A Multidisciplinary Integrated Approach for the Identification and Characterization of the AMP Profile in Hermetia illucens Hemolymph

The growing threat of antimicrobial resistance necessitates alternative strategies to conventional antibiotics. Insects represent a promising source of antimicrobial peptides (AMPs) due to their potent innate immune responses. In this study, we investigated the hemolymph peptide extracts from Hermetia illucens larvae as a bioresource of infection-induced AMPs. Larvae were challenged with Gram-negative (Escherichia coli) and Gram-positive (Micrococcus flavus) bacteria, and hemolymph-derived peptides were extracted and fractionated by RP-HPLC. Peptide fractions were screened in vitro by agar diffusion assay against a panel of pathogenic strains.
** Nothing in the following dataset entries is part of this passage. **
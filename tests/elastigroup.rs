// This file is part of the terraform-provider-spotinst project
//
// Copyright (C) The terraform-provider-spotinst Authors, 2026.
//
// Licensed under the Apache License, Version 2.0 (the "License")
// you may not use this file except in compliance with the License.
// You may obtain a copy of the License at
//
//     http://www.apache.org/licenses/LICENSE-2.0
//
// Unless required by applicable law or agreed to in writing, software
// distributed under the License is distributed on an "AS IS" BASIS,
// WITHOUT WARRANTIES OR CONDITIONS OF ANY KIND, either express or implied.
// See the License for the specific language governing permissions and
// limitations under the License.

mod common;

use mockito::Matcher;
use serde_json::json;
use terraform_provider_spotinst::elastigroup::{GroupResource, GroupState, TagState};
use tf_provider::{Diagnostics, Resource};
use tf_provider::value::Value;

use common::{items, shared_client};

fn config() -> GroupState {
    GroupState {
        name: Value::Value("web".to_owned()),
        product: Value::Value("Linux/UNIX".to_owned()),
        region: Value::Value("us-west-2".to_owned()),
        instance_types_ondemand: Value::Value("m3.medium".to_owned()),
        instance_types_spot: Value::Value(vec![Value::Value("m3.medium".to_owned())]),
        security_groups: Value::Value(vec![Value::Value("sg-1".to_owned())]),
        spot_percentage: Value::Value(100.0),
        ..Default::default()
    }
}

fn remote_group(name: &str) -> serde_json::Value {
    json!({
        "id": "sig-1",
        "name": name,
        "region": "us-west-2",
        "capacity": {"minimum": 0, "maximum": 2, "target": 1, "unit": "instance"},
        "strategy": {
            "risk": 100.0,
            "availabilityVsCost": "balanced",
            "fallbackToOd": true,
            "drainingTimeout": 120
        },
        "compute": {
            "product": "Linux/UNIX",
            "instanceTypes": {"ondemand": "m3.medium", "spot": ["m3.medium"]},
            "launchSpecification": {
                "securityGroupIds": ["sg-1"],
                "monitoring": false,
                "ebsOptimized": false
            }
        }
    })
}

#[tokio::test]
async fn lifecycle() {
    let mut server = mockito::Server::new_async().await;
    let resource = GroupResource::new(shared_client(&server));
    let mut diags = Diagnostics::default();

    let (planned, private) = resource
        .plan_create(&mut diags, config(), config(), Value::Null)
        .await
        .unwrap();
    assert!(planned.id.is_unknown());

    let create = server
        .mock("POST", "/aws/ec2/group")
        .match_query(Matcher::UrlEncoded("accountId".into(), "act-1".into()))
        .match_header("authorization", "Bearer secret")
        .match_body(Matcher::PartialJson(json!({
            "group": {
                "name": "web",
                "region": "us-west-2",
                "strategy": {"risk": 100.0, "availabilityVsCost": "balanced", "fallbackToOd": true},
                "compute": {
                    "product": "Linux/UNIX",
                    "launchSpecification": {"securityGroupIds": ["sg-1"]}
                }
            }
        })))
        .with_status(200)
        .with_body(items(remote_group("web")))
        .create_async()
        .await;
    let (created, private) = resource
        .create(&mut diags, planned, config(), private, Value::Null)
        .await
        .unwrap();
    create.assert_async().await;
    assert!(diags.errors.is_empty(), "{diags:?}");
    assert_eq!(created.id, Value::Value("sig-1".to_owned()));
    assert_eq!(created.max_size, Value::Value(2));
    assert_eq!(created.desired_capacity, Value::Value(1));
    assert_eq!(created.capacity_unit, Value::Value("instance".to_owned()));
    assert_eq!(created.draining_timeout, Value::Value(120));
    assert_eq!(created.ebs_optimized, Value::Value(false));

    let read = server
        .mock("GET", "/aws/ec2/group/sig-1")
        .match_query(Matcher::Any)
        .with_status(200)
        .with_body(items(remote_group("web")))
        .create_async()
        .await;
    let (refreshed, private) = resource
        .read(&mut diags, created.clone(), private, Value::Null)
        .await
        .unwrap();
    read.assert_async().await;
    assert_eq!(refreshed, created);

    let proposed = GroupState {
        name: Value::Value("web-2".to_owned()),
        ..refreshed.clone()
    };
    let (planned, private, triggers) = resource
        .plan_update(
            &mut diags,
            refreshed.clone(),
            proposed.clone(),
            proposed,
            private,
            Value::Null,
        )
        .await
        .unwrap();
    assert!(triggers.is_empty());

    let update = server
        .mock("PUT", "/aws/ec2/group/sig-1")
        .match_query(Matcher::Any)
        .match_body(Matcher::PartialJson(json!({"group": {"name": "web-2"}})))
        .with_status(200)
        .with_body(items(remote_group("web-2")))
        .create_async()
        .await;
    let (updated, private) = resource
        .update(&mut diags, refreshed, planned, config(), private, Value::Null)
        .await
        .unwrap();
    update.assert_async().await;
    assert_eq!(updated.id, Value::Value("sig-1".to_owned()));
    assert_eq!(updated.name, Value::Value("web-2".to_owned()));

    let delete = server
        .mock("DELETE", "/aws/ec2/group/sig-1")
        .match_query(Matcher::Any)
        .with_status(200)
        .with_body(json!({"response": {"status": {"code": 200}}}).to_string())
        .create_async()
        .await;
    assert!(resource
        .destroy(&mut diags, updated, private, Value::Null)
        .await
        .is_some());
    delete.assert_async().await;
    assert!(diags.errors.is_empty(), "{diags:?}");
}

#[tokio::test]
async fn read_missing_group() {
    let mut server = mockito::Server::new_async().await;
    server
        .mock("GET", "/aws/ec2/group/sig-404")
        .match_query(Matcher::Any)
        .with_status(404)
        .create_async()
        .await;

    let resource = GroupResource::new(shared_client(&server));
    let mut diags = Diagnostics::default();
    let state = GroupState {
        id: Value::Value("sig-404".to_owned()),
        ..config()
    };
    assert!(resource
        .read(&mut diags, state, Value::Null, Value::Null)
        .await
        .is_none());
    assert_eq!(diags.errors[0].summary, "Failed to read elastigroup sig-404");
    assert!(diags.errors[0].detail.contains("sig-404"));
}

#[tokio::test]
async fn destroy_missing_group() {
    let mut server = mockito::Server::new_async().await;
    let delete = server
        .mock("DELETE", "/aws/ec2/group/sig-404")
        .match_query(Matcher::Any)
        .with_status(400)
        .with_body(
            json!({"response": {"errors": [{"code": "GROUP_DOESNT_EXIST", "message": "gone"}]}})
                .to_string(),
        )
        .create_async()
        .await;

    let resource = GroupResource::new(shared_client(&server));
    let mut diags = Diagnostics::default();
    let state = GroupState {
        id: Value::Value("sig-404".to_owned()),
        ..config()
    };
    assert!(resource
        .destroy(&mut diags, state, Value::Null, Value::Null)
        .await
        .is_some());
    delete.assert_async().await;
    assert!(diags.errors.is_empty());
}

#[tokio::test]
async fn import() {
    let mut server = mockito::Server::new_async().await;
    server
        .mock("GET", "/aws/ec2/group/sig-1")
        .match_query(Matcher::Any)
        .with_status(200)
        .with_body(items(remote_group("web")))
        .create_async()
        .await;

    let resource = GroupResource::new(shared_client(&server));
    let mut diags = Diagnostics::default();
    let (state, _) = resource
        .import(&mut diags, "sig-1".to_owned())
        .await
        .unwrap();
    assert_eq!(state.id, Value::Value("sig-1".to_owned()));
    assert_eq!(state.name, Value::Value("web".to_owned()));
    assert_eq!(state.product, Value::Value("Linux/UNIX".to_owned()));
    assert_eq!(state.spot_percentage, Value::Value(100.0));
    assert_eq!(state.orientation, Value::Value("balanced".to_owned()));
    assert_eq!(
        state.security_groups,
        Value::Value(vec![Value::Value("sg-1".to_owned())])
    );
}

#[tokio::test]
async fn update_clears_removed_values() {
    let mut server = mockito::Server::new_async().await;
    let update = server
        .mock("PUT", "/aws/ec2/group/sig-1")
        .match_query(Matcher::Any)
        .match_body(Matcher::PartialJson(json!({
            "group": {
                "description": null,
                "compute": {
                    "availabilityZones": null,
                    "subnetIds": null,
                    "launchSpecification": {"tags": []}
                }
            }
        })))
        .with_status(200)
        .with_body(items(remote_group("web")))
        .create_async()
        .await;

    let resource = GroupResource::new(shared_client(&server));
    let mut diags = Diagnostics::default();
    let prior = GroupState {
        id: Value::Value("sig-1".to_owned()),
        description: Value::Value("web servers".to_owned()),
        availability_zones: Value::Value(vec![Value::Value("us-west-2a".to_owned())]),
        subnet_ids: Value::Value(vec![Value::Value("subnet-1".to_owned())]),
        tags: Value::Value(vec![Value::Value(TagState {
            key: Value::Value("env".to_owned()),
            value: Value::Value("prod".to_owned()),
        })]),
        ..config()
    };
    let planned = GroupState {
        id: Value::Value("sig-1".to_owned()),
        ..config()
    };
    let (updated, _) = resource
        .update(&mut diags, prior, planned, config(), Value::Null, Value::Null)
        .await
        .unwrap();
    update.assert_async().await;
    assert!(diags.errors.is_empty(), "{diags:?}");
    assert!(updated.description.is_null());
    assert!(updated.tags.is_null());
}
While extracts from uninfected larvae were essentially inactive, fractions 9–13 from infected larvae showed broad-spectrum antibacterial activity, including against multidrug-resistant clinical isolates such as carbapenem-resistant Klebsiella pneumoniae, suggesting an inducible immune response. Fractions were further analyzed by SDS-PAGE and LC-MS/MS to identify candidate AMPs, while shotgun proteomics on unfractionated extracts enabled quantitative comparison among conditions. Proteomics raw data are available via ProteomeXchange Consortium, with the dataset identifier PXD071144. In silico prediction using ProP 1.0, APD3, and CAMPR4 supported the antimicrobial potential of candidate peptides. Overall, our integrative approach demonstrates that bacterial infection induces a diverse and bioactive immunopeptidome in H. illucens, supporting its potential as a sustainable platform for the discovery of novel antimicrobial agents.